Data shown:
%%
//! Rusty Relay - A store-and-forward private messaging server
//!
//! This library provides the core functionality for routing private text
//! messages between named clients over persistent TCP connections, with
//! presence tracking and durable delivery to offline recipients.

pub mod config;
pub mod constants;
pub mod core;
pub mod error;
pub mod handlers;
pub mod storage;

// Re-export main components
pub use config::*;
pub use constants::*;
%%
%%
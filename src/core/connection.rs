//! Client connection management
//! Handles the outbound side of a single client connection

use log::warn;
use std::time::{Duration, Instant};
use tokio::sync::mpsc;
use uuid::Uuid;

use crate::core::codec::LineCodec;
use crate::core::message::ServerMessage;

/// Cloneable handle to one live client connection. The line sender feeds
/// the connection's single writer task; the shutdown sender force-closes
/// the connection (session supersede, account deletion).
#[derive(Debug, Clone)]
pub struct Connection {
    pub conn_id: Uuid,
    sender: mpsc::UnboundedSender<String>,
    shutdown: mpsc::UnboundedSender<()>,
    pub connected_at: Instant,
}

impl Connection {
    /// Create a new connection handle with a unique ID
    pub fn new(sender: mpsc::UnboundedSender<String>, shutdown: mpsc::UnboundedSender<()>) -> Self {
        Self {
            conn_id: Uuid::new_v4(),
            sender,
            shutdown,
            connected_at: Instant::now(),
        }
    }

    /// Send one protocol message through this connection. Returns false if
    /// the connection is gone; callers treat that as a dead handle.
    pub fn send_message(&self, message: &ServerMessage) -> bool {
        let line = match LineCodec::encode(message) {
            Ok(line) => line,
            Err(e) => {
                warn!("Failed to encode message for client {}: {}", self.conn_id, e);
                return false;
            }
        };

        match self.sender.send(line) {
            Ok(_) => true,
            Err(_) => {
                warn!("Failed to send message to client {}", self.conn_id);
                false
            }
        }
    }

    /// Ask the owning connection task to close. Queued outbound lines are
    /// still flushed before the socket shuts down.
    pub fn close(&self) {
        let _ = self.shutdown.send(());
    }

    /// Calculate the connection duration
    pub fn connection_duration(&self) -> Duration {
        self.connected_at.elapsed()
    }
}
%%
Problem to solve:
Copy the stretch of the records above that runs from the line with "TCP connections, with" through the line with "pub use constants::*;". Both end lines belong in the copy, and nothing else does.

Problem solution:
//! messages between named clients over persistent TCP connections, with
//! presence tracking and durable delivery to offline recipients.

pub mod config;
pub mod constants;
pub mod core;
pub mod error;
pub mod handlers;
pub mod storage;

// Re-export main components
pub use config::*;
pub use constants::*;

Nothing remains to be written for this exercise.